Task item
Tell how many lines in the data contain the string "WELCOME", using a single number as the whole reply.

*** Opening Information provided ***

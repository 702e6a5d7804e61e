//! # 通知リクエスト
//!
//! キューから届いたメッセージ文字列を解析し、検証済みのリクエストに変換する。
//!
//! ```text
//! Message(JSON 文字列) ─parse─→ EmailRequestMessage ─into_request─→ NotificationRequest
//!                        失敗: MalformedMessage      失敗: InvalidRequest / MalformedMessage
//! ```

use serde::Deserialize;
use serde_json::Value;

use super::{EmailType, NotificationError, TemplateData};
use crate::value_objects::Email;

/// 未検証の通知リクエスト
///
/// キュー上の JSON をそのまま受ける。すべてのフィールドが任意。
///
/// ```json
/// {
///   "emailType": "BOOKING_CONFIRMATION",
///   "toEmail": "a@b.com",
///   "subject": "...",
///   "templateData": { ... },
///   "htmlContent": "<html>...</html>"
/// }
/// ```
#[derive(Debug, Clone, Default, Deserialize)]
#[serde(rename_all = "camelCase")]
pub struct EmailRequestMessage {
    pub email_type:    Option<String>,
    pub to_email:      Option<String>,
    pub subject:       Option<String>,
    #[serde(default)]
    pub template_data: Value,
    pub html_content:  Option<String>,
}

/// 検証済みの通知リクエスト
#[derive(Debug, Clone, PartialEq, Eq)]
pub struct NotificationRequest {
    pub email_type:    EmailType,
    pub to_email:      Email,
    pub subject:       String,
    pub template_data: TemplateData,
    /// 事前にレンダリング済みの HTML（指定時はテンプレートを使わない）
    pub html_content:  Option<String>,
}

impl EmailRequestMessage {
    /// メッセージ文字列を解析する
    ///
    /// # エラー
    ///
    /// JSON として解釈できない場合は `NotificationError::MalformedMessage` を返す。
    pub fn parse(message: &str) -> Result<Self, NotificationError> {
        serde_json::from_str(message).map_err(|e| NotificationError::MalformedMessage(e.to_string()))
    }

    /// 通知種別（未指定・空文字の場合は `None`）
    pub fn email_type(&self) -> Option<EmailType> {
        present(self.email_type.as_deref()).map(EmailType::parse)
    }

    /// 宛先（未指定・空文字の場合は `None`）
    pub fn recipient(&self) -> Option<&str> {
        present(self.to_email.as_deref())
    }

    /// 必須フィールドを検証し、ペイロードを解決する
    ///
    /// # エラー
    ///
    /// - `toEmail` / `subject` / `emailType` のいずれかが欠けている:
    ///   欠けているフィールドをすべて列挙した `InvalidRequest`
    /// - 宛先の形式が不正: `InvalidRequest`
    /// - `templateData` を解釈できない: `MalformedMessage`
    pub fn into_request(self) -> Result<NotificationRequest, NotificationError> {
        let missing: Vec<&str> = [
            ("toEmail", self.recipient().is_none()),
            ("subject", present(self.subject.as_deref()).is_none()),
            ("emailType", self.email_type().is_none()),
        ]
        .into_iter()
        .filter_map(|(field, is_missing)| is_missing.then_some(field))
        .collect();
        if !missing.is_empty() {
            return Err(missing_fields(&missing));
        }

        let (Some(email_type), Some(to_email), Some(subject)) =
            (self.email_type(), self.to_email, self.subject)
        else {
            return Err(missing_fields(&missing));
        };

        let to_email =
            Email::new(to_email).map_err(|e| NotificationError::InvalidRequest(e.to_string()))?;
        let template_data = TemplateData::resolve(&email_type, self.template_data)?;

        Ok(NotificationRequest {
            email_type,
            to_email,
            subject,
            template_data,
            html_content: self.html_content.filter(|html| !html.is_empty()),
        })
    }
}

fn missing_fields(fields: &[&str]) -> NotificationError {
    NotificationError::InvalidRequest(format!(
        "必須フィールドがありません: {}",
        fields.join(", ")
    ))
}

/// 空白のみの文字列は未指定とみなす
fn present(value: Option<&str>) -> Option<&str> {
    value.filter(|v| !v.trim().is_empty())
}

#[cfg(test)]
mod tests {
    use pretty_assertions::assert_eq;

    use super::*;
    use crate::notification::DEFAULT_SALUTATION;

    #[test]
    fn 完全なメッセージを検証済みリクエストに変換できる() {
        let message = EmailRequestMessage::parse(
            r#"{
                "emailType": "PASSWORD_RESET",
                "toEmail": "a@b.com",
                "subject": "Mã xác nhận",
                "templateData": { "fullName": "An", "resetCode": "123456" }
            }"#,
        )
        .unwrap();

        let request = message.into_request().unwrap();

        assert_eq!(request.email_type, EmailType::PasswordReset);
        assert_eq!(request.to_email.as_str(), "a@b.com");
        assert_eq!(request.subject, "Mã xác nhận");
        assert!(request.html_content.is_none());
        assert!(matches!(
            request.template_data,
            TemplateData::PasswordReset(ref data) if data.reset_code == "123456"
        ));
    }

    #[test]
    fn jsonでないメッセージはmalformed_messageになる() {
        let result = EmailRequestMessage::parse("not json");

        assert!(matches!(
            result,
            Err(NotificationError::MalformedMessage(_))
        ));
    }

    #[test]
    fn 欠けている必須フィールドをすべて列挙する() {
        let message = EmailRequestMessage::parse(r#"{"subject": "S"}"#).unwrap();

        let error = message.into_request().unwrap_err();

        assert_eq!(
            error,
            NotificationError::InvalidRequest(
                "必須フィールドがありません: toEmail, emailType".to_string()
            )
        );
    }

    #[test]
    fn 空白のみの必須フィールドは欠落扱いになる() {
        let message = EmailRequestMessage::parse(
            r#"{"emailType": "PASSWORD_RESET", "toEmail": "a@b.com", "subject": "  "}"#,
        )
        .unwrap();

        let error = message.into_request().unwrap_err();

        assert_eq!(
            error,
            NotificationError::InvalidRequest("必須フィールドがありません: subject".to_string())
        );
    }

    #[test]
    fn 宛先の形式が不正ならinvalid_requestになる() {
        let message = EmailRequestMessage::parse(
            r#"{"emailType": "PASSWORD_RESET", "toEmail": "not-an-address", "subject": "S"}"#,
        )
        .unwrap();

        assert!(matches!(
            message.into_request(),
            Err(NotificationError::InvalidRequest(_))
        ));
    }

    #[test]
    fn html_contentが指定されていれば保持される() {
        let message = EmailRequestMessage::parse(
            r#"{"emailType": "X", "toEmail": "a@b.com", "subject": "S", "htmlContent": "<p>hi</p>"}"#,
        )
        .unwrap();

        let request = message.into_request().unwrap();

        assert_eq!(request.html_content.as_deref(), Some("<p>hi</p>"));
        assert_eq!(request.template_data, TemplateData::Unknown);
    }

    #[test]
    fn 空のhtml_contentは未指定扱いになる() {
        let message = EmailRequestMessage::parse(
            r#"{"emailType": "REFUND_CONFIRMATION", "toEmail": "a@b.com", "subject": "S", "htmlContent": ""}"#,
        )
        .unwrap();

        let request = message.into_request().unwrap();

        assert!(request.html_content.is_none());
        assert!(matches!(
            request.template_data,
            TemplateData::RefundConfirmation(ref data) if data.customer_name == DEFAULT_SALUTATION
        ));
    }

    #[test]
    fn 検証失敗前でも宛先と種別を参照できる() {
        let message =
            EmailRequestMessage::parse(r#"{"emailType": "WELCOME", "toEmail": "a@b.com"}"#)
                .unwrap();

        assert_eq!(message.recipient(), Some("a@b.com"));
        assert_eq!(
            message.email_type(),
            Some(EmailType::Unknown("WELCOME".to_string()))
        );
    }
}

*** Closing Information provided ***

Result below
2